### EXERCISE DETAILS
Pull every line containing "Returns" from the data.

### Stored data entries
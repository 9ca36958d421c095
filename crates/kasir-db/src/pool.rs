//! # Database Pool Management
//!
//! Connection pool creation and configuration for SQLite.
//!
//! ## Architecture
//! ```text
//! ┌─────────────────────────────────────────────────────────────────────────┐
//! │                      Database Connection Pool                           │
//! │                                                                         │
//! │  Server startup                                                        │
//! │       │                                                                 │
//! │       ▼                                                                 │
//! │  DbConfig::new(DB_CONN) ← Configure pool settings                      │
//! │       │                                                                 │
//! │       ▼                                                                 │
//! │  Database::new(config).await ← Create pool + run migrations            │
//! │       │                                                                 │
//! │       ▼                                                                 │
//! │  ┌─────────────────────────────────────────┐                           │
//! │  │            SqlitePool                    │                           │
//! │  │  ┌─────┐ ┌─────┐ ┌─────┐ ┌─────┐       │                           │
//! │  │  │Conn1│ │Conn2│ │Conn3│ │Conn4│ ...   │  (max_connections)        │
//! │  │  └─────┘ └─────┘ └─────┘ └─────┘       │                           │
//! │  └─────────────────────────────────────────┘                           │
//! │       │                                                                 │
//! │       │ One connection per in-flight request                           │
//! │       ▼                                                                 │
//! │  GET  /api/products ──► Conn1   (reads run in parallel under WAL)      │
//! │  POST /api/checkout ──► Conn2 ┐                                        │
//! │  POST /api/checkout ──► Conn3 ┴ writers queue on busy_timeout          │
//! │                                                                         │
//! └─────────────────────────────────────────────────────────────────────────┘
//! ```

use sqlx::sqlite::{SqliteConnectOptions, SqliteJournalMode, SqlitePoolOptions, SqliteSynchronous};
use sqlx::SqlitePool;
use std::str::FromStr;
use std::time::Duration;
use tracing::{debug, info};

use crate::error::{DbError, DbResult};
use crate::migrations;
use crate::repository::product::ProductRepository;
use crate::repository::report::ReportRepository;
use crate::repository::transaction::TransactionRepository;

const IN_MEMORY_URL: &str = "sqlite::memory:";

// =============================================================================
// Configuration
// =============================================================================

/// Database configuration.
///
/// ## Example
/// ```rust
/// use kasir_db::DbConfig;
///
/// let config = DbConfig::new("sqlite://kasir.db")
///     .max_connections(10)
///     .min_connections(1);
/// assert_eq!(config.max_connections, 10);
/// ```
#[derive(Debug, Clone)]
pub struct DbConfig {
    /// sqlx SQLite connection string, e.g. `sqlite://kasir.db`.
    pub url: String,

    /// Maximum number of connections in the pool.
    /// Default: 5
    pub max_connections: u32,

    /// Minimum number of connections to keep alive.
    /// Default: 1
    pub min_connections: u32,

    /// How long to wait for a free pool connection.
    /// Default: 30 seconds
    pub connect_timeout: Duration,

    /// How long a writer waits on SQLite's lock before failing.
    /// Default: 5 seconds
    pub busy_timeout: Duration,

    /// Idle timeout before closing a connection. `None` keeps them forever.
    /// Default: 10 minutes
    pub idle_timeout: Option<Duration>,

    /// Whether to run migrations on connect.
    /// Default: true
    pub run_migrations: bool,
}

impl DbConfig {
    /// Creates a new database configuration for the given connection string.
    ///
    /// The database file is created if it does not exist.
    pub fn new(url: impl Into<String>) -> Self {
        DbConfig {
            url: url.into(),
            max_connections: 5,
            min_connections: 1,
            connect_timeout: Duration::from_secs(30),
            busy_timeout: Duration::from_secs(5),
            idle_timeout: Some(Duration::from_secs(600)),
            run_migrations: true,
        }
    }

    /// Sets the maximum number of connections.
    pub fn max_connections(mut self, max: u32) -> Self {
        self.max_connections = max;
        self
    }

    /// Sets the minimum number of connections.
    pub fn min_connections(mut self, min: u32) -> Self {
        self.min_connections = min;
        self
    }

    /// Sets the connection timeout.
    pub fn connect_timeout(mut self, timeout: Duration) -> Self {
        self.connect_timeout = timeout;
        self
    }

    /// Sets how long a connection waits on a locked database.
    pub fn busy_timeout(mut self, timeout: Duration) -> Self {
        self.busy_timeout = timeout;
        self
    }

    /// Sets whether to run migrations on connect.
    pub fn run_migrations(mut self, run: bool) -> Self {
        self.run_migrations = run;
        self
    }

    /// Creates an in-memory database configuration (for testing).
    ///
    /// An in-memory SQLite database lives and dies with its connection, so
    /// the pool is pinned to exactly one connection that never idles out.
    ///
    /// ## Usage
    /// ```rust,ignore
    /// let db = Database::new(DbConfig::in_memory()).await?;
    /// ```
    pub fn in_memory() -> Self {
        DbConfig {
            url: IN_MEMORY_URL.to_string(),
            max_connections: 1,
            min_connections: 1,
            connect_timeout: Duration::from_secs(5),
            busy_timeout: Duration::from_secs(5),
            idle_timeout: None,
            run_migrations: true,
        }
    }

    fn is_in_memory(&self) -> bool {
        self.url == IN_MEMORY_URL
    }
}

// =============================================================================
// Database
// =============================================================================

/// Main database handle providing repository access.
///
/// Cloning is cheap: the pool is reference counted, so the handle is shared
/// as axum state and every repository borrows a clone of the same pool.
#[derive(Debug, Clone)]
pub struct Database {
    /// The SQLite connection pool.
    pool: SqlitePool,
}

impl Database {
    /// Creates a new database connection pool.
    ///
    /// ## What This Does
    /// 1. Parses `config.url` and creates the file if it doesn't exist
    /// 2. Configures SQLite:
    ///    - WAL mode for concurrent reads
    ///    - NORMAL synchronous
    ///    - Foreign keys enabled
    ///    - busy_timeout so competing writers wait instead of failing
    /// 3. Creates the connection pool
    /// 4. Runs migrations (if enabled)
    pub async fn new(config: DbConfig) -> DbResult<Self> {
        info!(url = %config.url, "Initializing database connection");

        let connect_options = SqliteConnectOptions::from_str(&config.url)
            .map_err(|e| DbError::ConnectionFailed(e.to_string()))?
            .journal_mode(SqliteJournalMode::Wal)
            .synchronous(SqliteSynchronous::Normal)
            // SQLite has them disabled by default
            .foreign_keys(true)
            .busy_timeout(config.busy_timeout)
            .create_if_missing(true);

        debug!("Connection options configured");

        let mut pool_options = SqlitePoolOptions::new()
            .max_connections(config.max_connections)
            .min_connections(config.min_connections)
            .acquire_timeout(config.connect_timeout)
            .idle_timeout(config.idle_timeout);

        if config.is_in_memory() {
            pool_options = pool_options.max_lifetime(None::<Duration>);
        }

        let pool = pool_options
            .connect_with(connect_options)
            .await
            .map_err(|e| DbError::ConnectionFailed(e.to_string()))?;

        info!(
            max_connections = config.max_connections,
            "Database pool created"
        );

        let db = Database { pool };

        if config.run_migrations {
            db.run_migrations().await?;
        }

        Ok(db)
    }

    /// Runs database migrations.
    ///
    /// Idempotent: applied migrations are tracked in `_sqlx_migrations`.
    pub async fn run_migrations(&self) -> DbResult<()> {
        info!("Running database migrations");
        migrations::run_migrations(&self.pool).await?;
        info!("Migrations complete");
        Ok(())
    }

    /// Returns a reference to the connection pool.
    pub fn pool(&self) -> &SqlitePool {
        &self.pool
    }

    /// Returns the Product Store.
    pub fn products(&self) -> ProductRepository {
        ProductRepository::new(self.pool.clone())
    }

    /// Returns the Transaction Engine.
    pub fn transactions(&self) -> TransactionRepository {
        TransactionRepository::new(self.pool.clone())
    }

    /// Returns the Reporting Engine.
    pub fn reports(&self) -> ReportRepository {
        ReportRepository::new(self.pool.clone())
    }

    /// Closes the database connection pool.
    ///
    /// After calling close, all repository operations will fail.
    pub async fn close(&self) {
        info!("Closing database connection pool");
        self.pool.close().await;
    }

    /// Checks if the database is healthy (can execute queries).
    pub async fn health_check(&self) -> bool {
        sqlx::query("SELECT 1").execute(&self.pool).await.is_ok()
    }
}

// =============================================================================
// Unit Tests
// =============================================================================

### SOLVED PROBLEM
    /// Returns a reference to the connection pool.
    /// Returns the Product Store.
    /// Returns the Transaction Engine.
    /// Returns the Reporting Engine.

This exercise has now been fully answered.